In the data below, work out how many lines include the string "INSERT". Only the number should be given.

[Dataset entries]
BEGIN

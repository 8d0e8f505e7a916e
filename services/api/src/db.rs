//! Data Access Layer
//!
//! A Postgres-backed `TranscriptStore`. Calls live in `calls`; turns live in
//! `call_turns` and are ordered by their `BIGSERIAL` id, so append order is
//! preserved even when timestamps collide.

use anyhow::Result;
use async_trait::async_trait;
use callagent_core::{CallRecord, CallStatus, EndReason, StoreError, Turn, TranscriptStore};
use chrono::{DateTime, Utc};
use sqlx::{PgPool, Row, postgres::PgRow};

/// A wrapper around the `PgPool` implementing the transcript store.
#[derive(Clone)]
pub struct PgTranscriptStore {
    pool: PgPool,
}

impl PgTranscriptStore {
    /// Creates a new `PgTranscriptStore` instance.
    pub fn new(pool: PgPool) -> Self {
        Self { pool }
    }

    /// Runs all pending `sqlx` migrations.
    pub async fn run_migrations(&self) -> Result<()> {
        sqlx::migrate!("./migrations").run(&self.pool).await?;
        Ok(())
    }

    async fn ensure_exists(&self, call_id: &str) -> Result<(), StoreError> {
        let exists = sqlx::query("SELECT 1 FROM calls WHERE call_id = $1")
            .bind(call_id)
            .fetch_optional(&self.pool)
            .await
            .map_err(unavailable)?;
        match exists {
            Some(_) => Ok(()),
            None => Err(StoreError::NotFound(call_id.to_string())),
        }
    }
}

fn unavailable(err: impl std::fmt::Display) -> StoreError {
    StoreError::Unavailable(err.to_string())
}

fn turn_from_row(row: &PgRow) -> Result<Turn, StoreError> {
    let speaker: String = row.try_get("speaker").map_err(unavailable)?;
    Ok(Turn {
        speaker: speaker.parse().map_err(unavailable)?,
        text: row.try_get("text").map_err(unavailable)?,
        timestamp: row.try_get("created_at").map_err(unavailable)?,
    })
}

fn parse_end_reason(raw: Option<String>) -> Result<Option<EndReason>, StoreError> {
    raw.map(|reason| reason.parse::<EndReason>().map_err(unavailable))
        .transpose()
}

#[async_trait]
impl TranscriptStore for PgTranscriptStore {
    async fn create_record(
        &self,
        call_id: &str,
        phone_number: Option<String>,
        status: CallStatus,
    ) -> Result<(), StoreError> {
        sqlx::query(
            r#"
            INSERT INTO calls (call_id, phone_number, status)
            VALUES ($1, $2, $3)
            ON CONFLICT (call_id) DO NOTHING
            "#,
        )
        .bind(call_id)
        .bind(phone_number)
        .bind(status.as_str())
        .execute(&self.pool)
        .await
        .map_err(unavailable)?;
        Ok(())
    }

    async fn append_turn(&self, call_id: &str, turn: &Turn) -> Result<(), StoreError> {
        let mut tx = self.pool.begin().await.map_err(unavailable)?;

        let updated = sqlx::query("UPDATE calls SET last_updated = $2 WHERE call_id = $1")
            .bind(call_id)
            .bind(turn.timestamp)
            .execute(&mut *tx)
            .await
            .map_err(unavailable)?;
        if updated.rows_affected() == 0 {
            return Err(StoreError::NotFound(call_id.to_string()));
        }

        sqlx::query(
            "INSERT INTO call_turns (call_id, speaker, text, created_at) VALUES ($1, $2, $3, $4)",
        )
        .bind(call_id)
        .bind(turn.speaker.as_str())
        .bind(&turn.text)
        .bind(turn.timestamp)
        .execute(&mut *tx)
        .await
        .map_err(unavailable)?;

        tx.commit().await.map_err(unavailable)?;
        Ok(())
    }

    async fn set_status(
        &self,
        call_id: &str,
        status: CallStatus,
        reason: Option<EndReason>,
        ended_at: Option<DateTime<Utc>>,
    ) -> Result<(), StoreError> {
        let updated = sqlx::query(
            r#"
            UPDATE calls
            SET status = $2,
                end_reason = COALESCE($3, end_reason),
                end_time = COALESCE($4, end_time),
                last_updated = COALESCE($4, now())
            WHERE call_id = $1
            "#,
        )
        .bind(call_id)
        .bind(status.as_str())
        .bind(reason.map(|r| r.as_str()))
        .bind(ended_at)
        .execute(&self.pool)
        .await
        .map_err(unavailable)?;

        if updated.rows_affected() == 0 {
            return Err(StoreError::NotFound(call_id.to_string()));
        }
        Ok(())
    }

    async fn get_history(&self, call_id: &str) -> Result<Vec<Turn>, StoreError> {
        self.ensure_exists(call_id).await?;

        let rows = sqlx::query(
            "SELECT speaker, text, created_at FROM call_turns WHERE call_id = $1 ORDER BY id ASC",
        )
        .bind(call_id)
        .fetch_all(&self.pool)
        .await
        .map_err(unavailable)?;

        rows.iter().map(turn_from_row).collect()
    }

    async fn get_record(&self, call_id: &str) -> Result<CallRecord, StoreError> {
        let row = sqlx::query(
            r#"
            SELECT call_id, phone_number, status, end_reason, start_time, end_time, last_updated
            FROM calls
            WHERE call_id = $1
            "#,
        )
        .bind(call_id)
        .fetch_optional(&self.pool)
        .await
        .map_err(unavailable)?
        .ok_or_else(|| StoreError::NotFound(call_id.to_string()))?;

        let status: String = row.try_get("status").map_err(unavailable)?;
        let end_reason: Option<String> = row.try_get("end_reason").map_err(unavailable)?;

        Ok(CallRecord {
            call_id: row.try_get("call_id").map_err(unavailable)?,
            phone_number: row.try_get("phone_number").map_err(unavailable)?,
            status: status.parse().map_err(unavailable)?,
            end_reason: parse_end_reason(end_reason)?,
            start_time: row.try_get("start_time").map_err(unavailable)?,
            end_time: row.try_get("end_time").map_err(unavailable)?,
            history: self.get_history(call_id).await?,
            last_updated: row.try_get("last_updated").map_err(unavailable)?,
        })
    }
}

#[cfg(test)]
mod tests {
    use super::*;

    #[test]
    fn test_parse_end_reason() {
        assert_eq!(parse_end_reason(None).unwrap(), None);
        assert_eq!(
            parse_end_reason(Some("no_input".to_string())).unwrap(),
            Some(EndReason::NoInput)
        );
        assert!(matches!(
            parse_end_reason(Some("vanished".to_string())),
            Err(StoreError::Unavailable(_))
        ));
    }

    #[test]
    fn test_unavailable_keeps_cause() {
        let err = unavailable(sqlx::Error::PoolTimedOut);
        match err {
            StoreError::Unavailable(msg) => assert!(msg.contains("timed out")),
            other => panic!("Expected Unavailable, got {:?}", other),
        }
    }
}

END

#### RESPONSE FOR THIS EXERCISE
2